# GMM ripshift is installed. DAMN!!!



## LS2 - Light SpeedX2 (Nov 10, 2005)

I just finished (with two of my friends) installing the shifter. Man, what a difference. I freakin love it. I am not sure what everyone is talking about it being louder though. I installed the black dust cover and the sound boot back with no problems and no shifting issue. Sound wise I can barely tell the difference. and no rattle. Of cours my friends are perfectionists so they helped me to a terrific job. All I can say is if you have an M6 do yourself a favor and get the GMM. If you know someone close to you that has one, drive it once and you will get it. WHOOOOOOOOOOOOOOOO HOOOOOOOOO!arty:


----------



## k1200lt (Jan 18, 2006)

Have you done the Royal Purple Syncromax swap? I'm waiting for my GMM shifter and did the fluid swap today. I cannot believe how much better the tranny shifts. It's like a different car. I'm actually thinking of not installing the GMM now. I don't think I need it.


----------



## raven1124 (Sep 23, 2005)

I've done both and trust me, it's worth it.


----------



## MeanGoat (Jan 4, 2006)

k1200lt said:


> Have you done the Royal Purple Syncromax swap? I'm waiting for my GMM shifter and did the fluid swap today. I cannot believe how much better the tranny shifts. It's like a different car. I'm actually thinking of not installing the GMM now. I don't think I need it.

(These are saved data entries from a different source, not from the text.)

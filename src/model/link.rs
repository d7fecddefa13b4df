use serde::{Deserialize, Serialize};

use crate::validation::{Validate, ValidationError};

/// A hyperlink relation.
///
/// `rel` and `href` are required. `name`, `prompt` and `render` are only
/// written when set.
#[derive(Debug, Clone, Default, PartialEq, Eq, Serialize, Deserialize)]
pub struct Link {
    #[serde(default)]
    pub rel: String,
    #[serde(default)]
    pub href: String,
    #[serde(default, skip_serializing_if = "String::is_empty")]
    pub name: String,
    #[serde(default, skip_serializing_if = "String::is_empty")]
    pub prompt: String,
    #[serde(default, skip_serializing_if = "String::is_empty")]
    pub render: String,
}

impl Link {
    /// Creates a link with only its required fields set.
    pub fn new(rel: impl Into<String>, href: impl Into<String>) -> Self {
        Self {
            rel: rel.into(),
            href: href.into(),
            ..Self::default()
        }
    }

    pub fn with_name(mut self, name: impl Into<String>) -> Self {
        self.name = name.into();
        self
    }

    pub fn with_prompt(mut self, prompt: impl Into<String>) -> Self {
        self.prompt = prompt.into();
        self
    }

    /// Sets the rendering hint, `"link"` or `"image"` in practice.
    pub fn with_render(mut self, render: impl Into<String>) -> Self {
        self.render = render.into();
        self
    }
}

impl Validate for Link {
    fn validate(&self) -> Result<(), ValidationError> {
        if self.rel.is_empty() {
            return Err(ValidationError::EmptyRel);
        }
        if self.href.is_empty() {
            return Err(ValidationError::EmptyHref);
        }
        Ok(())
    }
}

Hey, on vacation next week and thinking about doing the fluid swap. Can someone tell me what's entailed and/or maybe give me a quick run-through of the process? Would be much appreciated.


----------



## Dragon 32 (Jan 27, 2006)

Where can I get one ???? Hello, someone hook me up with a link where I can get the gmm ripshifter....


----------



## LYNMUP (Nov 26, 2005)

Haven't done the GMM yet but have done the Royal Purple. I had a lube place do it, only charged $10.00. What a bargain! when I get home I plan to get the shifter. Getting harder to get into R, plus mising 3rd every once in a while sucks.


----------



## fullarmor2 (Mar 1, 2006)

Dragon 32 said:


> Where can I get one ???? Hello, someone hook me up with a link where I can get the gmm ripshifter....


 I noticed you dont have a response, so I thought I'd tell you to google it and see if you find a site.:cheers


----------



## GTODEALER (Jan 7, 2005)

Speed Inc. sells them.


----------



## Groucho (Sep 11, 2004)

JHP in Oz has less wait than Speed Inc.

Mine should be here within the next couple of days.


----------



## rippinbyu (Jun 11, 2005)

Groucho said:


> JHP in Oz has less wait than Speed Inc.
> 
> Mine should be here within the next couple of days.


Groucho---where are you getting yours installed? Is there any reputable places here in town?


----------



## Groucho (Sep 11, 2004)

rippinbyu said:


> Groucho---where are you getting yours installed? Is there any reputable places here in town?


Cruzer's Rod & Custom on Rosedale did a fine / cheap job at reattaching my ****ing B&M when it liberated itself from the tranny housing.

When I get it replaced, however, I figure that I might as well replace the clutch as well...with the tranny dropped it would almost be a free install to have the GMM mounted at the same time!


----------



## rippinbyu (Jun 11, 2005)

Groucho said:


> Cruzer's Rod & Custom on Rosedale did a fine / cheap job at reattaching my ****ing B&M when it liberated itself from the tranny housing.
> 
> When I get it replaced, however, I figure that I might as well replace the clutch as well...with the tranny dropped it would almost be a free install to have the GMM mounted at the same time!


Thanks man! I've seen that place. Will go there when i get mine.


----------



## gameover (May 13, 2005)

I installed mine this weekend as well. HUGE freaking difference!! I love it.
Those of you thinking about doing this, you will not regret it!! It's not that hard either, I did mine by myself in about 3 hours without a lift.

BTW, I don't have any issues with noise or rattles either.
:cheers


----------



## Robertr2000 (Mar 25, 2006)

*RipShifter Link*

w w w .jhp.com.au/monaro-gto/gto-short-shift.php


----------



## Kilboy (Mar 17, 2006)

I ordered my GMM Ripshifter from Speed inc on Sunday...we'll see how long it takes to get here. $299 with free shipping...can't wait to install it...the anticipation is killing me :willy: 

Should I do the Royal Purple swap when I'm installing it? How involved is the fluid swap?


----------



## I Stall Automatics (Aug 10, 2005)

so for the "royal purple swap" you guys are putting in "Royal Purple Synchromax® Manual Transmission Fluid"?


----------



## Groucho (Sep 11, 2004)

I Stall Automatics said:


> so for the "royal purple swap" you guys are putting in "Royal Purple Synchromax® Manual Transmission Fluid"?


Yup.

Great stuff.


----------



## kerno (Apr 6, 2006)

GMM Rip shifter source: www.jhp.com.au/


----------